> **Work request**
Say how many lines in the entries hold the word "location", and reply with that number only.

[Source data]
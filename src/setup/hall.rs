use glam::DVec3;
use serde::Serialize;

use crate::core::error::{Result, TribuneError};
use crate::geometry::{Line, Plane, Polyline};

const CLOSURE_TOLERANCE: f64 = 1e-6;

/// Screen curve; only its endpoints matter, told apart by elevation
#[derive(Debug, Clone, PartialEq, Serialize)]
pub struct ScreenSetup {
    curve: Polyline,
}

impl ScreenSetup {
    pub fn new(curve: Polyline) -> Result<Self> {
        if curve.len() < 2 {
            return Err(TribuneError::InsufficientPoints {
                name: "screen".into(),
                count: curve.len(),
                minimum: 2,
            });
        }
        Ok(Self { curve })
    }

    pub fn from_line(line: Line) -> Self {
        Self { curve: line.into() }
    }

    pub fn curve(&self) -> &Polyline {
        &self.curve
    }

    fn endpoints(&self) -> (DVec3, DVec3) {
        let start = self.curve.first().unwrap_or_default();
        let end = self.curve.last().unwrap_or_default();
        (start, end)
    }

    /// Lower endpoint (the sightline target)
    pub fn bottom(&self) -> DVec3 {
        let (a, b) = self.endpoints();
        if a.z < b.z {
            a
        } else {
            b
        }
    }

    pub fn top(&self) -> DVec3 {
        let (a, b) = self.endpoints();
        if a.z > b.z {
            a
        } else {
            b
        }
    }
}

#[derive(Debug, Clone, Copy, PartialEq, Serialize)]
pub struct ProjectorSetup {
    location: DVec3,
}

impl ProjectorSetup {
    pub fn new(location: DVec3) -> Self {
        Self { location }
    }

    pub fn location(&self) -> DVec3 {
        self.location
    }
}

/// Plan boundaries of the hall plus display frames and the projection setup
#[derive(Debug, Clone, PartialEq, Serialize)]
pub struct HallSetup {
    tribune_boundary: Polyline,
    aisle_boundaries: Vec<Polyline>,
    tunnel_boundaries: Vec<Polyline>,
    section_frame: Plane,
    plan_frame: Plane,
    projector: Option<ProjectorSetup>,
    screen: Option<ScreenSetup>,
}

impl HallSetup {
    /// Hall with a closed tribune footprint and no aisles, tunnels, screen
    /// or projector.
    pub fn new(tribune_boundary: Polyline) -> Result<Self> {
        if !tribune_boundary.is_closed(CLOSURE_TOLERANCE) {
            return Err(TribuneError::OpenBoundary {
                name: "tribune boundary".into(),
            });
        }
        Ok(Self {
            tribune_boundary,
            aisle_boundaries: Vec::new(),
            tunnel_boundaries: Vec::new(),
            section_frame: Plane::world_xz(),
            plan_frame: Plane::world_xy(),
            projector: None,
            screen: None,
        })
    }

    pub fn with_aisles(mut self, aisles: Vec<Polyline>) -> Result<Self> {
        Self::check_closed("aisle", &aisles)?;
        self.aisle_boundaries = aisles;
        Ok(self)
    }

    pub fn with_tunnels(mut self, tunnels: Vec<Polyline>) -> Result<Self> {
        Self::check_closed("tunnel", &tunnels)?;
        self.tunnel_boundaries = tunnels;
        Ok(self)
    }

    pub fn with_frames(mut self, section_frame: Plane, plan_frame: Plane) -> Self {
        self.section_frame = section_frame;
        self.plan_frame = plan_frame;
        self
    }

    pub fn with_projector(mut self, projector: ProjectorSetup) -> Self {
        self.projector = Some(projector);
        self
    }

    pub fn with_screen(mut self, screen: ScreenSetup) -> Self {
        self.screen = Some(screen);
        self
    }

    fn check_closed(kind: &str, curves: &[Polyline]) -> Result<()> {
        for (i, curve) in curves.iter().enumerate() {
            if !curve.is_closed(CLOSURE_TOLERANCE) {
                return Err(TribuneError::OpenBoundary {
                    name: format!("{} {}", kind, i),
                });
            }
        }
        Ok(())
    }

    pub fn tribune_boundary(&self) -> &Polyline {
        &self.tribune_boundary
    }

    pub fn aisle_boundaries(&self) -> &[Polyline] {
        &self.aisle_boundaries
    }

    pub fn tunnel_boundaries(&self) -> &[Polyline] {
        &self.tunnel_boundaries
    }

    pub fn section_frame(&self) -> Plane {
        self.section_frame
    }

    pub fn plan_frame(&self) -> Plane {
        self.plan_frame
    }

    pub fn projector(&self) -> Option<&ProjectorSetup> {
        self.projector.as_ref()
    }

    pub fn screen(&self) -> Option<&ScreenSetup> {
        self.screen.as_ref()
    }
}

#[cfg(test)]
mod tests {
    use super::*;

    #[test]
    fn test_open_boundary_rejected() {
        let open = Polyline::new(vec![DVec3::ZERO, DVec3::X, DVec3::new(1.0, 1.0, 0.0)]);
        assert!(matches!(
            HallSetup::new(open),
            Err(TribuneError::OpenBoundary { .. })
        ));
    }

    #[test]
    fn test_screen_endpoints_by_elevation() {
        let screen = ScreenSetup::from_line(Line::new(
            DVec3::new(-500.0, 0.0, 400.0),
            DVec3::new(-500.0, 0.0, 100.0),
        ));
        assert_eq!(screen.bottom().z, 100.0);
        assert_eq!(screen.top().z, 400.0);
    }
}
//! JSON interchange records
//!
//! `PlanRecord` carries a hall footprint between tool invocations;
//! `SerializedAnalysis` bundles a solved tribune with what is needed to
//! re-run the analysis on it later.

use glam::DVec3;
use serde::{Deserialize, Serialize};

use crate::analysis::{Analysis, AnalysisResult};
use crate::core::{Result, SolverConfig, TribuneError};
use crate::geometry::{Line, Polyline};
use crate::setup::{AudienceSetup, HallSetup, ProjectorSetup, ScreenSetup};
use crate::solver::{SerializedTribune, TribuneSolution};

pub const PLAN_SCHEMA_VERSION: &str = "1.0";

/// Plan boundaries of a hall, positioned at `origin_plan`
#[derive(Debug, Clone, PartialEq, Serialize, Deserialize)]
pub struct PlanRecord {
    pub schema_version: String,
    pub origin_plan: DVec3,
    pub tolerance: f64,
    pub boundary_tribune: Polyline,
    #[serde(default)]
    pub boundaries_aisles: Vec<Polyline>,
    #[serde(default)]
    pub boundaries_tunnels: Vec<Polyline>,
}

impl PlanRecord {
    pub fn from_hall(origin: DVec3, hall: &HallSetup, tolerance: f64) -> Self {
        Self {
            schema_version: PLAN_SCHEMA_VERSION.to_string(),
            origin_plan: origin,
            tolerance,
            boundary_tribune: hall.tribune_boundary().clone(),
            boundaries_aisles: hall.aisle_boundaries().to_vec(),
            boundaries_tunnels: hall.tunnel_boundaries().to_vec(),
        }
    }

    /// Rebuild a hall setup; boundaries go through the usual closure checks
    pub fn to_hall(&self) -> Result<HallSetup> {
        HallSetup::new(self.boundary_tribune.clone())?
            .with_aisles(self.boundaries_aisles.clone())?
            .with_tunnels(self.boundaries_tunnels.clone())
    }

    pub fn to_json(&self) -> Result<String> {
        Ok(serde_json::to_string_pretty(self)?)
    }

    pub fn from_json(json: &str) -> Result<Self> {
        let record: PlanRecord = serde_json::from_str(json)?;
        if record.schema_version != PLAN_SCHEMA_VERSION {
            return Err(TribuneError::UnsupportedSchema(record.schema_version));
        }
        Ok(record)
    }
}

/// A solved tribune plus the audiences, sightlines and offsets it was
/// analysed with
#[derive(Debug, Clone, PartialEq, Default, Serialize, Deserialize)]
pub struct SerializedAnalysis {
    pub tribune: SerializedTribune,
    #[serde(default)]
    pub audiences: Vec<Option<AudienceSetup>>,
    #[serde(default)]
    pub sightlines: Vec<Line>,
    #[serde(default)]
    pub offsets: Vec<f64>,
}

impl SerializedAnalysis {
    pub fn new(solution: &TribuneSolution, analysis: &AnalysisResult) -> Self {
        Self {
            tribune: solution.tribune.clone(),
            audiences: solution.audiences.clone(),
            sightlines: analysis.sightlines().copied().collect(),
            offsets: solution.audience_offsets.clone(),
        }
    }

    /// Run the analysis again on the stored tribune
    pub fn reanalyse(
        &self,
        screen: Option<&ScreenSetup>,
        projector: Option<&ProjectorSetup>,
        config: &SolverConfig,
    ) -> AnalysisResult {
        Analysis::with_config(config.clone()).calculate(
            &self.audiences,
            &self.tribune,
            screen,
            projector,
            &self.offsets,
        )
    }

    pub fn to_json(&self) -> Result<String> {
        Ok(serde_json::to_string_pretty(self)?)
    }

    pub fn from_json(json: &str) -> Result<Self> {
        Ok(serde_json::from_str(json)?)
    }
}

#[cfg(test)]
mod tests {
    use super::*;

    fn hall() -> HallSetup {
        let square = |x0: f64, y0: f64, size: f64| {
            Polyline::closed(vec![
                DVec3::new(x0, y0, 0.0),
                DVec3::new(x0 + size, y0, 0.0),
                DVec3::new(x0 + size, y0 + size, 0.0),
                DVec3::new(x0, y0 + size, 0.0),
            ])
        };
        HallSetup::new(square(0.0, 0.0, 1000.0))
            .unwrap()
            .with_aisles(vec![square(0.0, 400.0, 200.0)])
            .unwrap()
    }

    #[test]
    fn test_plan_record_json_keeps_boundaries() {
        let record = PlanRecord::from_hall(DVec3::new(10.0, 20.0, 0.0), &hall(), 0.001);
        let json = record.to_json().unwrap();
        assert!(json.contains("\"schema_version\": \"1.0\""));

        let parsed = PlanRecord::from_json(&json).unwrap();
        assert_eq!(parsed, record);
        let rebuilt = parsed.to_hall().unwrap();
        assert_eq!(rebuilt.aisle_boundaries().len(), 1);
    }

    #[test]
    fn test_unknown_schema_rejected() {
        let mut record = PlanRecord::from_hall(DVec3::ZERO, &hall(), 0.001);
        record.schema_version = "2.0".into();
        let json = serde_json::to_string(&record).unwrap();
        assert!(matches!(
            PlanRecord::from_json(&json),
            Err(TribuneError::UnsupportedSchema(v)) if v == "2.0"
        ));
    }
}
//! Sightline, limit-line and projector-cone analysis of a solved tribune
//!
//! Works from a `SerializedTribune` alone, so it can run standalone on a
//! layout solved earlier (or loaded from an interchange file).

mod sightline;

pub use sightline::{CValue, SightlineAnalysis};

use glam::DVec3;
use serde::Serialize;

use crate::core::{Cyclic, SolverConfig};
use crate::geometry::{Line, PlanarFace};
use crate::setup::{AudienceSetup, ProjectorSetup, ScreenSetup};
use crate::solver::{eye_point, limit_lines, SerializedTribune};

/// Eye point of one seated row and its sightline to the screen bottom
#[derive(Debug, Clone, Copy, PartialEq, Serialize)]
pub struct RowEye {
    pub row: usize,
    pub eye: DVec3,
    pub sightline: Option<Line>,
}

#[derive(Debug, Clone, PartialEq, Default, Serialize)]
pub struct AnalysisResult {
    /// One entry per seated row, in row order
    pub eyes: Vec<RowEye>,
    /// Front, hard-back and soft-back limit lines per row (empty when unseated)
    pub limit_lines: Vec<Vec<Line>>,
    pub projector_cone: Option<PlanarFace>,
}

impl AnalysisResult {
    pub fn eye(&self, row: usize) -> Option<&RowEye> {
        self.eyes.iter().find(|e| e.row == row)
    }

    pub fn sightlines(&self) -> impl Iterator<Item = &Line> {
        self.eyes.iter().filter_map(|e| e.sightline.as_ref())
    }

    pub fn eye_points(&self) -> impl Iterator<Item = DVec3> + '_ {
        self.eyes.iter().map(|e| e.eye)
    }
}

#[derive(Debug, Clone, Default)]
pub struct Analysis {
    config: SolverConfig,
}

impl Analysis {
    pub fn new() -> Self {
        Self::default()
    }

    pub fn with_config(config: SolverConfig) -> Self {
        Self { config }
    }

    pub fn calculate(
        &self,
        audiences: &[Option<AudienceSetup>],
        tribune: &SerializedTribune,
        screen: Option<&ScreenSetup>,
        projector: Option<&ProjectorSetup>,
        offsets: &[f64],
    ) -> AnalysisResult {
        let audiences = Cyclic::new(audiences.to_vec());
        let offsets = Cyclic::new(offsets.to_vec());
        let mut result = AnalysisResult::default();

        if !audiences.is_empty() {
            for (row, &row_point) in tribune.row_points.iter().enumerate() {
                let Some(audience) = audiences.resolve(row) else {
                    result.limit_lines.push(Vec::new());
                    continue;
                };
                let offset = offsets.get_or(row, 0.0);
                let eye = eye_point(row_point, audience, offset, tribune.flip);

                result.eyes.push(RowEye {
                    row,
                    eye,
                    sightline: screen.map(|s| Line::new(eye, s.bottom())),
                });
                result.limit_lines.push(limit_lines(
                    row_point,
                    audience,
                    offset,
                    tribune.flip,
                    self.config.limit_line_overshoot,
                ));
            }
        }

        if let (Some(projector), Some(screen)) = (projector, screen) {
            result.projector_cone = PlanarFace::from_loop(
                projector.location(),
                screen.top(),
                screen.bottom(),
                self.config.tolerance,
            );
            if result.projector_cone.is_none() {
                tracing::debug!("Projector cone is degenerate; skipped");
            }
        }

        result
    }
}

...

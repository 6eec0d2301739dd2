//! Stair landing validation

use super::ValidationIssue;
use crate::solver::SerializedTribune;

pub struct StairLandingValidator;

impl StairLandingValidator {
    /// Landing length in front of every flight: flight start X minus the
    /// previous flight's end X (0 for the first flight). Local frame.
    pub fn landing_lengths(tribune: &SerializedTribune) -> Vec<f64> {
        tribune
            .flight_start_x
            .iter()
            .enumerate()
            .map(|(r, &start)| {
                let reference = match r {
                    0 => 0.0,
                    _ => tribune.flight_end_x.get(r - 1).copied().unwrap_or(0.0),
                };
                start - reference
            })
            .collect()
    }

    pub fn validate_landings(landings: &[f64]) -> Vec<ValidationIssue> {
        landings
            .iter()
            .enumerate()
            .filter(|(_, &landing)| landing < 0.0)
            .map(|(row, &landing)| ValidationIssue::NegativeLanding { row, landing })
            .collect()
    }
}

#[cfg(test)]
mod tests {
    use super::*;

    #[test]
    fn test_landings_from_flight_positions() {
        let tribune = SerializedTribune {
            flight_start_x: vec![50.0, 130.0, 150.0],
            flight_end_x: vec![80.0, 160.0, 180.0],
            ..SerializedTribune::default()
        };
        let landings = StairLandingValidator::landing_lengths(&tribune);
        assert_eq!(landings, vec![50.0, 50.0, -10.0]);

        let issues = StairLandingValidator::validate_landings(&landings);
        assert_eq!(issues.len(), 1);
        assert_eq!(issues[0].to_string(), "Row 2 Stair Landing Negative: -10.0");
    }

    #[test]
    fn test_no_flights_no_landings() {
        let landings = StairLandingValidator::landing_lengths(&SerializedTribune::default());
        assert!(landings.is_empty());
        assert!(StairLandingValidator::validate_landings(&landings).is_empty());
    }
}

> **Answer for the task**
6